The bank called it a coin perdu. “No one will come. Lack of experience, lack of credentials, big risk, big No.”
But on a quiet, misty evening in June, our mayor and town council helped us cut the bright ribbon. The village Taverne officially opened.
The first week neighbors and curious locals stopped by. They exclaimed at the extraordinary view. They praised the food and wine and prices and atmosphere; said this was just what they’d been waiting for. Some of them pointed out their houses or villages in the valley below or on the hilltops some 10 kilometers in the distance. A man told me: “this will be my place.”
From the start it was the kind of gathering place we dreamed of. People walking amidst tables to chat with their neighbors, children absorbed by board games on the coffee table in the games corner. (Carol bought vintage games from the local Recyclerie and happy parents pleaded, “don’t ever put in a TV!”)
Mornings, John did rounds for supplies while the team cleaned and prepped. Evenings, I donned an apron to serve or wash dishes. French fries became the source of great experimentation; we made emergency calls to the experts, like Tata Claire. (Cooked in duck fat was the hit.) Carol gave a new twist to her grandmother’s vegetable tempura recipe. Her special ingredient remains an industrial secret. Another hit.
A journalist came to interview. Front page photo in the Libourne newspaper. “Le Resistant” (founded by the Resistance in WWII) summed it up in their own way: “young people with university degrees come back to our countryside to re-inhabit ‘paradise’ through farming and a local-based business.”
Tables filled. The Regional Bordeaux newspaper wrote another article calling it: “The new place to be.” The terrace filled to the brim. Then overflowed…
Too good to be true? So much, so fast. A bit of panic…
And then Carol’s mother appeared. She set right to work after a 12 hour flight and was everywhere at once with her gift for cooking and organizing. Just like Mary Poppins, she steadied us all with her calm, boundless energy and a mysterious ability to stay beautiful, nary a hair out of place – even in the high heat of summer.

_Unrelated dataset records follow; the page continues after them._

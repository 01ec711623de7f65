//! Per-bridge registry entry.

use axum::extract::ws::Message;
use futures::SinkExt;
use std::collections::HashMap;
use std::sync::Arc;
use std::sync::atomic::{AtomicU64, Ordering};
use tokio::sync::Mutex;

use super::session::Session;
use super::{
    CLOSE_ABNORMAL, CLOSE_GOING_AWAY, CLOSE_KICKED, REASON_KICKED, WsSink, close_sink,
};
use crate::message::ControlMessage;

/// Authoritative record for one registered bridge.
///
/// Owns the control sink, the sessions multiplexed over it, and the
/// status observers subscribed to it. All three live behind one lock,
/// which is held across control writes and status fan-out so that
/// observers see each control frame exactly once relative to set
/// changes. A slow observer therefore stalls the control read loop;
/// that trade is deliberate.
#[derive(Debug)]
pub struct BridgeEntry {
    inner: Mutex<BridgeInner>,
    next_observer_id: AtomicU64,
}

#[derive(Debug)]
struct BridgeInner {
    control: Option<WsSink>,
    sessions: HashMap<String, Arc<Session>>,
    observers: HashMap<u64, WsSink>,
}

impl BridgeEntry {
    /// Creates an entry for a freshly accepted control channel.
    #[must_use]
    pub fn new(control: WsSink) -> Self {
        Self {
            inner: Mutex::new(BridgeInner {
                control: Some(control),
                sessions: HashMap::new(),
                observers: HashMap::new(),
            }),
            next_observer_id: AtomicU64::new(0),
        }
    }

    /// Inserts a session and announces it on the control channel.
    ///
    /// Insertion and announcement happen in one critical section so
    /// the bridge cannot observe a connect message for a session that
    /// is not yet resolvable, nor the reverse.
    pub async fn register_session(&self, connection_id: String, session: Arc<Session>) {
        let mut inner = self.inner.lock().await;
        inner.sessions.insert(connection_id.clone(), session);
        let msg = ControlMessage::connect(connection_id);
        if let Some(control) = inner.control.as_mut() {
            if let Ok(text) = serde_json::to_string(&msg) {
                let _ = control.send(Message::Text(text.into())).await;
            }
        }
    }

    /// Removes a session from the map, if still present.
    pub async fn remove_session(&self, connection_id: &str) {
        self.inner.lock().await.sessions.remove(connection_id);
    }

    /// Attaches a bridge data sink to the awaiting session.
    ///
    /// Returns the session so the caller can run its read loop, or
    /// `None` when no session with that id is awaiting (the sink is
    /// dropped, closing the data channel).
    pub async fn attach_data(&self, connection_id: &str, sink: WsSink) -> Option<Arc<Session>> {
        let inner = self.inner.lock().await;
        let session = Arc::clone(inner.sessions.get(connection_id)?);
        session.attach_bridge(sink).await;
        drop(inner);
        Some(session)
    }

    /// Fans a control frame out to every current status observer.
    pub async fn fanout(&self, msg: Message) {
        let mut inner = self.inner.lock().await;
        for sink in inner.observers.values_mut() {
            let _ = sink.send(msg.clone()).await;
        }
    }

    /// Subscribes a status observer, returning its id.
    ///
    /// The first observer triggers a `startStatus` message on the
    /// control channel, sent before the observer is inserted.
    pub async fn add_observer(&self, sink: WsSink) -> u64 {
        let id = self.next_observer_id.fetch_add(1, Ordering::Relaxed);
        let mut inner = self.inner.lock().await;
        if inner.observers.is_empty() {
            if let Some(control) = inner.control.as_mut() {
                if let Ok(text) = serde_json::to_string(&ControlMessage::StartStatus) {
                    let _ = control.send(Message::Text(text.into())).await;
                }
            }
        }
        inner.observers.insert(id, sink);
        id
    }

    /// Unsubscribes a status observer, returning its sink for closing.
    ///
    /// Removing the last observer triggers a `stopStatus` message on
    /// the control channel. Returns `None` when teardown already swept
    /// the observer away.
    pub async fn remove_observer(&self, id: u64) -> Option<WsSink> {
        let mut inner = self.inner.lock().await;
        let sink = inner.observers.remove(&id);
        if sink.is_some() && inner.observers.is_empty() {
            if let Some(control) = inner.control.as_mut() {
                if let Ok(text) = serde_json::to_string(&ControlMessage::StopStatus) {
                    let _ = control.send(Message::Text(text.into())).await;
                }
            }
        }
        sink
    }

    /// Number of sessions currently multiplexed over this bridge.
    pub async fn session_count(&self) -> usize {
        self.inner.lock().await.sessions.len()
    }

    /// Number of status observers currently subscribed.
    pub async fn observer_count(&self) -> usize {
        self.inner.lock().await.observers.len()
    }

    /// Tears the entry down.
    ///
    /// Closes the control channel (3000 when kicked, going away
    /// otherwise), every session (going away), and every status
    /// observer (abnormal closure), emptying all three.
    pub async fn close(&self, kicked: bool) {
        let mut inner = self.inner.lock().await;
        if let Some(mut control) = inner.control.take() {
            if kicked {
                close_sink(&mut control, CLOSE_KICKED, REASON_KICKED).await;
            } else {
                close_sink(&mut control, CLOSE_GOING_AWAY, "").await;
            }
        }
        for (_, session) in inner.sessions.drain() {
            session.close(CLOSE_GOING_AWAY, "").await;
        }
        for (_, mut sink) in inner.observers.drain() {
            close_sink(&mut sink, CLOSE_ABNORMAL, "").await;
        }
    }

    #[cfg(test)]
    pub(crate) fn detached() -> Self {
        Self {
            inner: Mutex::new(BridgeInner {
                control: None,
                sessions: HashMap::new(),
                observers: HashMap::new(),
            }),
            next_observer_id: AtomicU64::new(0),
        }
    }
}

#[cfg(test)]
mod tests {
    use super::*;
    use crate::limiter::RateLimiter;

    fn test_session() -> Arc<Session> {
        Arc::new(Session::detached(RateLimiter::new(500_000, 10_000_000)))
    }

    #[tokio::test]
    async fn test_register_and_remove_session() {
        let entry = BridgeEntry::detached();
        entry
            .register_session("s1".to_string(), test_session())
            .await;
        entry
            .register_session("s2".to_string(), test_session())
            .await;
        assert_eq!(entry.session_count().await, 2);

        entry.remove_session("s1").await;
        assert_eq!(entry.session_count().await, 1);

        // Removing an unknown id is a no-op.
        entry.remove_session("s1").await;
        assert_eq!(entry.session_count().await, 1);
    }

    #[tokio::test]
    async fn test_close_clears_sessions() {
        let entry = BridgeEntry::detached();
        entry
            .register_session("s1".to_string(), test_session())
            .await;
        entry.close(false).await;
        assert_eq!(entry.session_count().await, 0);
    }

    #[tokio::test]
    async fn test_close_is_idempotent() {
        let entry = BridgeEntry::detached();
        entry.close(true).await;
        entry.close(false).await;
    }
}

By mid July the Taverne was doing a brisk business. It all came to a head the night of the Full Moon concert featuring a well known jazz quartet. When John and I arrived with friends the evening was in full swing, people coming on foot, cars parked far down the road. But despite the great music and smiling customers something was amiss. Orders backed up. Tables weren’t cleared. Dishes stacked in the kitchen helter skelter. No one had predicted such a crowd.
One frantic glance and we zoomed to our posts – John bussed tables, Genevieve served at the bar, cousin Sally and I made for the kitchen chaos. As Sally cheerfully manned the steamy dishwasher, I apologized – what a step down from her work as an Emergency Room doctor. She laughed: “Oh, that was just the odd gun shot wound – nothing compared to this!” And suddenly, across the kitchen a man was waving and smiling. Marcos! Carol’s father had just flown across the Atlantic and was peeling potatoes before he even said hello.
It was a night of everyone and everything, from parking lot skirmishes to first love blushes – even Danté the dog held court on the porch, girth and teeth an attraction to children who wandered around during festivities.
At 2 am, quiet descended. We sat down wearily and discussed the evening. The kids were shell-shocked. Julien worried they’d get a bad review from Trip Advisor. They made plans to hire help.
We also raised glasses of cold beer, fresh from the tap. After all, signs of success sometimes come in a lopsided package.
As summer went on, business boomed. With more help, service assumed a smoother pattern. People came, came back, became “regulars.” Monday nights local artisans gathered. Friday nights it was the local English community. Every night – the atmosphere of a low key party.
Seven days a week, no time off. Late nights, early risings. I must admit, I did worry about the high level of fatigue among the troops. Even Julien, our die-hard extrovert started murmuring uncharacteristic words like “monastery.” Circles darkened their young eyes, but they refused to close even for an afternoon. The high season was short; they were determined to make the most of every hour.
Coin perdu, indeed.
It was Carol’s father who said it best: “There is only one beginning. It’s like having a baby. If you miss it, you miss it.”
Thus I jot down my random recollections of the birth of La Taverne du Belvedere. For already, at end of season, while we’re now busy in the winery with the 2017 harvests, memories of those first weeks are fading.
No one is cocky about the future; we all know a small business has to continually re-invent itself to survive.
But still, I’m compelled to quote – I think it was Hermann Hesse: “There is a magic in beginnings.”
And I never want to forget what this beginning was like.